>>
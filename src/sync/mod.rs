//! Client-side order synchronization state.
//!
//! This module glues the router's event stream to the local working set:
//! - [`reconcile`] - merging authoritative snapshots into held orders
//! - [`cart`] - the optimistic cart being assembled
//! - [`acks`] - kitchen acknowledgment correlation
//!
//! [`OrderSync`] applies events one at a time; together with user-initiated
//! cart mutations it is the only writer of this state, running on a single
//! sequential update stream.

pub mod acks;
pub mod cart;
pub mod reconcile;

use std::time::Duration;

use tokio::sync::mpsc;
use tracing::debug;

use crate::models::ClientRole;
use crate::models::order::{Order, OrderStatus};
use crate::websocket::connection::ConnectionCommand;
use crate::websocket::router::SyncEvent;
use acks::{AckTracker, PendingAck};
use cart::Cart;
use reconcile::ActiveOrders;

/// A user-visible consequence of applying an event, for the UI layer to
/// turn into a sound, highlight, or warning.
#[derive(Debug, Clone, PartialEq, Eq)]
pub enum Notification {
    NewOrder {
        order_id: String,
        order_number: String,
    },
    OrderChanged {
        order_id: String,
    },
    StatusChanged {
        order_id: String,
        status: OrderStatus,
    },
    OrderCancelled {
        order_id: String,
    },
    KitchenConfirmed {
        order_id: String,
    },
    /// A fresh connection was established; reload active orders via REST.
    ResyncRequired,
}

/// Applies inbound [`SyncEvent`]s to the local order, cart, and ack state.
pub struct OrderSync {
    role: ClientRole,
    orders: ActiveOrders,
    cart: Cart,
    acks: AckTracker,
    commands: mpsc::UnboundedSender<ConnectionCommand>,
}

impl OrderSync {
    #[must_use]
    pub fn new(role: ClientRole, commands: mpsc::UnboundedSender<ConnectionCommand>) -> Self {
        Self {
            role,
            orders: ActiveOrders::new(),
            cart: Cart::new(),
            acks: AckTracker::new(),
            commands,
        }
    }

    pub fn orders(&self) -> &ActiveOrders {
        &self.orders
    }

    pub fn orders_mut(&mut self) -> &mut ActiveOrders {
        &mut self.orders
    }

    pub fn cart(&self) -> &Cart {
        &self.cart
    }

    pub fn cart_mut(&mut self) -> &mut Cart {
        &mut self.cart
    }

    pub fn acks(&self) -> &AckTracker {
        &self.acks
    }

    /// Applies one inbound event, returning the user-visible consequence,
    /// if any. Duplicate snapshots and no-op patches return `None` so the
    /// UI never re-notifies.
    pub fn apply(&mut self, event: SyncEvent) -> Option<Notification> {
        match event {
            SyncEvent::OrderSnapshot(order) => self.apply_snapshot(order),
            SyncEvent::StatusPatch { order_id, status } => {
                if self.orders.apply_status(&order_id, status) {
                    Some(Notification::StatusChanged { order_id, status })
                } else {
                    None
                }
            }
            SyncEvent::OrderCancelled { order_id } => {
                if self.orders.mark_cancelled(&order_id) {
                    Some(Notification::OrderCancelled { order_id })
                } else {
                    debug!(order_id, "cancellation for unknown order dropped");
                    None
                }
            }
            SyncEvent::AckResult {
                order_id,
                acknowledged,
                ..
            } => {
                if self.acks.resolve(&order_id, acknowledged) {
                    Some(Notification::KitchenConfirmed { order_id })
                } else {
                    None
                }
            }
            SyncEvent::Resync => Some(Notification::ResyncRequired),
            // The handshake consumes auth replies; a stray one is a no-op.
            SyncEvent::AuthResponse { .. } => None,
            SyncEvent::Heartbeat => None,
        }
    }

    fn apply_snapshot(&mut self, order: Order) -> Option<Notification> {
        let order_id = order.id.clone();
        let order_number = order.order_number.clone();
        let outcome = self.orders.apply_snapshot(order);

        // Kitchen clients confirm receipt automatically, duplicates
        // included: the ack protocol is at-least-once and idempotent.
        if self.role == ClientRole::Kitchen {
            let _ = self.commands.send(ConnectionCommand::KitchenAck {
                order_id: order_id.clone(),
                order_number: order_number.clone(),
            });
        }

        if !outcome.visible {
            return None;
        }
        if outcome.new_order {
            Some(Notification::NewOrder {
                order_id,
                order_number,
            })
        } else {
            Some(Notification::OrderChanged { order_id })
        }
    }

    /// Replaces the working set after a resync reload.
    pub fn replace_orders(&mut self, orders: Vec<Order>) {
        self.orders.replace_all(orders);
    }

    /// Records that an order was sent to the kitchen, for ack correlation.
    /// Call again after a manual resend to reset the warning clock.
    pub fn track_send(&mut self, order: &Order) {
        self.acks.track(&order.id, &order.order_number);
    }

    /// Sent orders still unconfirmed after `window`.
    pub fn unconfirmed(&self, window: Duration) -> Vec<&PendingAck> {
        self.acks.unconfirmed(window)
    }

    /// Issues a status transition command for an order.
    pub fn send_status(&self, order_id: &str, status: OrderStatus) {
        let _ = self.commands.send(ConnectionCommand::KitchenUpdate {
            order_id: order_id.to_string(),
            status,
        });
    }
}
<<
■ **What you should do**
Top to bottom, the records above must be output exactly.

■ **Answer to the exercise**
filename src/sync/mod.rs
//! Client-side order synchronization state.
//!
//! This module glues the router's event stream to the local working set:
//! - [`reconcile`] - merging authoritative snapshots into held orders
//! - [`cart`] - the optimistic cart being assembled
//! - [`acks`] - kitchen acknowledgment correlation
//!
//! [`OrderSync`] applies events one at a time; together with user-initiated
//! cart mutations it is the only writer of this state, running on a single
//! sequential update stream.

pub mod acks;
pub mod cart;
pub mod reconcile;

use std::time::Duration;

use tokio::sync::mpsc;
use tracing::debug;

use crate::models::ClientRole;
use crate::models::order::{Order, OrderStatus};
use crate::websocket::connection::ConnectionCommand;
use crate::websocket::router::SyncEvent;
use acks::{AckTracker, PendingAck};
use cart::Cart;
use reconcile::ActiveOrders;

/// A user-visible consequence of applying an event, for the UI layer to
/// turn into a sound, highlight, or warning.
#[derive(Debug, Clone, PartialEq, Eq)]
pub enum Notification {
    NewOrder {
        order_id: String,
        order_number: String,
    },
    OrderChanged {
        order_id: String,
    },
    StatusChanged {
        order_id: String,
        status: OrderStatus,
    },
    OrderCancelled {
        order_id: String,
    },
    KitchenConfirmed {
        order_id: String,
    },
    /// A fresh connection was established; reload active orders via REST.
    ResyncRequired,
}

/// Applies inbound [`SyncEvent`]s to the local order, cart, and ack state.
pub struct OrderSync {
    role: ClientRole,
    orders: ActiveOrders,
    cart: Cart,
    acks: AckTracker,
    commands: mpsc::UnboundedSender<ConnectionCommand>,
}

impl OrderSync {
    #[must_use]
    pub fn new(role: ClientRole, commands: mpsc::UnboundedSender<ConnectionCommand>) -> Self {
        Self {
            role,
            orders: ActiveOrders::new(),
            cart: Cart::new(),
            acks: AckTracker::new(),
            commands,
        }
    }

    pub fn orders(&self) -> &ActiveOrders {
        &self.orders
    }

    pub fn orders_mut(&mut self) -> &mut ActiveOrders {
        &mut self.orders
    }

    pub fn cart(&self) -> &Cart {
        &self.cart
    }

    pub fn cart_mut(&mut self) -> &mut Cart {
        &mut self.cart
    }

    pub fn acks(&self) -> &AckTracker {
        &self.acks
    }

    /// Applies one inbound event, returning the user-visible consequence,
    /// if any. Duplicate snapshots and no-op patches return `None` so the
    /// UI never re-notifies.
    pub fn apply(&mut self, event: SyncEvent) -> Option<Notification> {
        match event {
            SyncEvent::OrderSnapshot(order) => self.apply_snapshot(order),
            SyncEvent::StatusPatch { order_id, status } => {
                if self.orders.apply_status(&order_id, status) {
                    Some(Notification::StatusChanged { order_id, status })
                } else {
                    None
                }
            }
            SyncEvent::OrderCancelled { order_id } => {
                if self.orders.mark_cancelled(&order_id) {
                    Some(Notification::OrderCancelled { order_id })
                } else {
                    debug!(order_id, "cancellation for unknown order dropped");
                    None
                }
            }
            SyncEvent::AckResult {
                order_id,
                acknowledged,
                ..
            } => {
                if self.acks.resolve(&order_id, acknowledged) {
                    Some(Notification::KitchenConfirmed { order_id })
                } else {
                    None
                }
            }
            SyncEvent::Resync => Some(Notification::ResyncRequired),
            // The handshake consumes auth replies; a stray one is a no-op.
            SyncEvent::AuthResponse { .. } => None,
            SyncEvent::Heartbeat => None,
        }
    }

    fn apply_snapshot(&mut self, order: Order) -> Option<Notification> {
        let order_id = order.id.clone();
        let order_number = order.order_number.clone();
        let outcome = self.orders.apply_snapshot(order);

        // Kitchen clients confirm receipt automatically, duplicates
        // included: the ack protocol is at-least-once and idempotent.
        if self.role == ClientRole::Kitchen {
            let _ = self.commands.send(ConnectionCommand::KitchenAck {
                order_id: order_id.clone(),
                order_number: order_number.clone(),
            });
        }

        if !outcome.visible {
            return None;
        }
        if outcome.new_order {
            Some(Notification::NewOrder {
                order_id,
                order_number,
            })
        } else {
            Some(Notification::OrderChanged { order_id })
        }
    }

    /// Replaces the working set after a resync reload.
    pub fn replace_orders(&mut self, orders: Vec<Order>) {
        self.orders.replace_all(orders);
    }

    /// Records that an order was sent to the kitchen, for ack correlation.
    /// Call again after a manual resend to reset the warning clock.
    pub fn track_send(&mut self, order: &Order) {
        self.acks.track(&order.id, &order.order_number);
    }

    /// Sent orders still unconfirmed after `window`.
    pub fn unconfirmed(&self, window: Duration) -> Vec<&PendingAck> {
        self.acks.unconfirmed(window)
    }

    /// Issues a status transition command for an order.
    pub fn send_status(&self, order_id: &str, status: OrderStatus) {
        let _ = self.commands.send(ConnectionCommand::KitchenUpdate {
            order_id: order_id.to_string(),
            status,
        });
    }
}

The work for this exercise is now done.